Stap 3: PWM periode & DUTY CYCLE
Het PWM-periode is opgegeven door te schrijven naar het register PR2. De periode van de PWM kan worden berekend met de volgende formule:PWM periode = [(PR2) + 1] • 4 TOSC • (TMR2 prescale waarde)
PWM frequentie wordt gedefinieerd als 1 / [PWM periode]. Wanneer TMR2 gelijk aan PR2 is, optreden de volgende drie gebeurtenissen op de volgende increment-cyclus:
TMR2 is uitgeschakeld
De CCP1 pin is ingesteld (uitzondering: als PWM taakcyclus = 0%, de CCP1 pin niet ingesteld)
Het PWM-taakcyclus is vergrendeld van CCPR1L in CCPR1H
De taakcyclus van de PWM is opgegeven door te schrijven naar het register van de CCPR1L en de CCP1CON < 5:4 > bits. 10-bits resolutie van maximaal is beschikbaar. De CCPR1L bevat de acht MSbs en de CCP1CON < 5:4 > bevat de twee LSbs.

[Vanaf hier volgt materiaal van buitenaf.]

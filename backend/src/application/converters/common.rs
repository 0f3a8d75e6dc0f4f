/// Amount and currency normalization shared by all converters
use crate::domain::value_objects::{Currency, Language, Money};
use rust_decimal::Decimal;
use std::str::FromStr;

/// Wrap a raw wire amount as money; absent or non-finite amounts become zero
pub fn to_money(amount: Option<f64>, currency: &Currency) -> Money {
    Money::new(to_decimal(amount).unwrap_or(Decimal::ZERO), currency.clone())
}

/// Wrap a raw wire amount as money, keeping an absent amount absent
pub fn to_optional_money(amount: Option<f64>, currency: &Currency) -> Option<Money> {
    to_decimal(amount).map(|value| Money::new(value, currency.clone()))
}

/// Unwrap money into a raw wire amount
pub fn to_raw_amount(money: &Money) -> Option<f64> {
    from_decimal(Some(money.amount()))
}

// Both directions go through the shortest decimal text so that 19.99 on the
// wire is exactly 19.99 in the model and back.
pub fn to_decimal(amount: Option<f64>) -> Option<Decimal> {
    amount
        .filter(|value| value.is_finite())
        .and_then(|value| Decimal::from_str(&value.to_string()).ok())
}

pub fn from_decimal(amount: Option<Decimal>) -> Option<f64> {
    amount.and_then(|value| value.normalize().to_string().parse::<f64>().ok())
}

/// Pick the currency matching `code` among the available ones
///
/// An unknown code yields a new currency for `language`. Without a code the
/// first available currency is used.
pub fn resolve_currency(available: &[Currency], language: &Language, code: Option<&str>) -> Currency {
    match code {
        Some(code) if !code.trim().is_empty() => available
            .iter()
            .find(|currency| currency.has_code(code))
            .cloned()
            .unwrap_or_else(|| Currency::new(language, code)),
        _ => available
            .first()
            .cloned()
            .unwrap_or_else(|| Currency::new(language, "")),
    }
}
/// Domain aggregates
use super::base::Entity;
use super::entities::{LineItem, Shipment};
use super::value_objects::{CartId, Currency, Language, ProductId, ValidationType};
use serde::{Deserialize, Serialize};

/// A ShoppingCart is the aggregate root for a customer's pending order
///
/// It owns its line items and shipments. A cart without an id has not been
/// persisted by the cart service yet and is treated as transient.
#[derive(Debug, Clone, PartialEq, Serialize, Deserialize)]
#[serde(rename_all = "camelCase")]
pub struct ShoppingCart {
    pub id: Option<CartId>,
    pub name: Option<String>,
    pub store_id: Option<String>,
    pub customer_id: Option<String>,
    pub currency: Currency,
    pub language: Language,
    #[serde(default)]
    pub validation_type: ValidationType,
    #[serde(default)]
    pub items: Vec<LineItem>,
    #[serde(default)]
    pub shipments: Vec<Shipment>,
}

impl ShoppingCart {
    /// Create an empty transient cart
    pub fn new(currency: Currency, language: Language) -> Self {
        ShoppingCart {
            id: None,
            name: None,
            store_id: None,
            customer_id: None,
            currency,
            language,
            validation_type: ValidationType::default(),
            items: Vec::new(),
            shipments: Vec::new(),
        }
    }

    /// Create an empty cart that already exists in the cart service
    pub fn persisted(id: CartId, currency: Currency, language: Language) -> Self {
        ShoppingCart {
            id: Some(id),
            ..ShoppingCart::new(currency, language)
        }
    }

    pub fn with_validation_type(mut self, validation_type: ValidationType) -> Self {
        self.validation_type = validation_type;
        self
    }

    pub fn add_item(&mut self, item: LineItem) {
        self.items.push(item);
    }

    pub fn add_shipment(&mut self, shipment: Shipment) {
        self.shipments.push(shipment);
    }

    /// Ids of every product referenced by a line item, sorted and unique
    pub fn product_ids(&self) -> Vec<ProductId> {
        let mut ids: Vec<ProductId> = self.items.iter().map(|i| i.product_id.clone()).collect();
        ids.sort();
        ids.dedup();
        ids
    }

    /// Whether any line item or shipment carries a validation error
    pub fn has_validation_errors(&self) -> bool {
        self.items.iter().any(|i| !i.validation_errors.is_empty())
            || self.shipments.iter().any(|s| !s.validation_errors.is_empty())
    }

    /// Whether any line item or shipment carries a validation warning
    pub fn has_validation_warnings(&self) -> bool {
        self.items.iter().any(|i| !i.validation_warnings.is_empty())
            || self.shipments.iter().any(|s| !s.validation_warnings.is_empty())
    }
}

impl Entity for ShoppingCart {
    type Id = CartId;

    fn id(&self) -> Option<&Self::Id> {
        self.id.as_ref()
    }
}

Deze 10-bitwaarde wordt vertegenwoordigd door CCPR1L:CCP1CON < 5:4 >. De volgende vergelijking wordt gebruikt voor het berekenen van de PWM-taakcyclus tijdig:
De taakcyclus van de PWM = (CCPR1L:CCP1CON < 5:4 >) •TOSC • (TMR2 prescale waarde)
SETUP VOOR PWM VERRICHTING
De volgende stappen moeten worden genomen bij het configureren van de module van de CCP voor PWM verrichting:
1. Stel de PWM-periode door te schrijven naar het register PR2.

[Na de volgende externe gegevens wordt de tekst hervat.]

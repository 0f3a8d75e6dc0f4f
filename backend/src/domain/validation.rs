/// Validation outcomes attached to cart entities
use super::value_objects::Money;
use serde::{Deserialize, Serialize};

/// A business-rule violation found while validating a cart
///
/// These are data, not faults: they are attached to the line item or
/// shipment they concern and left for the presentation layer to render.
#[derive(Debug, Clone, PartialEq, Serialize, Deserialize)]
#[serde(tag = "code", rename_all_fields = "camelCase")]
pub enum ValidationError {
    /// The product is missing from the catalog, inactive, or not buyable
    ProductUnavailable,
    /// The requested quantity exceeds what is in stock
    ProductQuantity { available_quantity: i64 },
    /// The placed price no longer matches the catalog price
    ProductPrice {
        old_price: Money,
        old_price_with_tax: Money,
    },
    /// No shipping method is available, or the selected one is gone
    ShippingUnavailable,
    /// The selected shipping method now costs something else
    ShippingPrice { old_price: Money },
}

impl ValidationError {
    /// Stable identifier for the kind of violation
    pub fn code(&self) -> &'static str {
        match self {
            ValidationError::ProductUnavailable => "ProductUnavailable",
            ValidationError::ProductQuantity { .. } => "ProductQuantity",
            ValidationError::ProductPrice { .. } => "ProductPrice",
            ValidationError::ShippingUnavailable => "ShippingUnavailable",
            ValidationError::ShippingPrice { .. } => "ShippingPrice",
        }
    }
}

#[cfg(test)]
mod tests {
    use super::*;
    use crate::domain::value_objects::{Currency, Language};
    use rust_decimal::Decimal;

    #[test]
    fn test_codes() {
        assert_eq!(ValidationError::ProductUnavailable.code(), "ProductUnavailable");
        assert_eq!(
            ValidationError::ProductQuantity { available_quantity: 2 }.code(),
            "ProductQuantity"
        );
        assert_eq!(ValidationError::ShippingUnavailable.code(), "ShippingUnavailable");
    }

    #[test]
    fn test_serialized_form_carries_code() {
        let usd = Currency::new(&Language::new("en-US").unwrap(), "USD");
        let error = ValidationError::ShippingPrice {
            old_price: Money::new(Decimal::new(5, 0), usd),
        };

        let json = serde_json::to_value(&error).unwrap();
        assert_eq!(json["code"], "ShippingPrice");
        assert!(json.get("oldPrice").is_some());

        let quantity = serde_json::to_value(ValidationError::ProductQuantity {
            available_quantity: 7,
        })
        .unwrap();
        assert_eq!(quantity["availableQuantity"], 7);
    }
}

2. Zet de taakcyclus van de PWM door te schrijven naar het register van de CCPR1L en de CP1CON < 5:4 > bits.
3. Maak de pin van een vermogen door het selectievakje de bit TRISC < 2 > CCP1.
4. Stel de prescale waarde van TMR2 en Timer2 in staat stellen door te schrijven naar T2CON.
5. Configureer de module van de CCP1 voor PWM verrichting.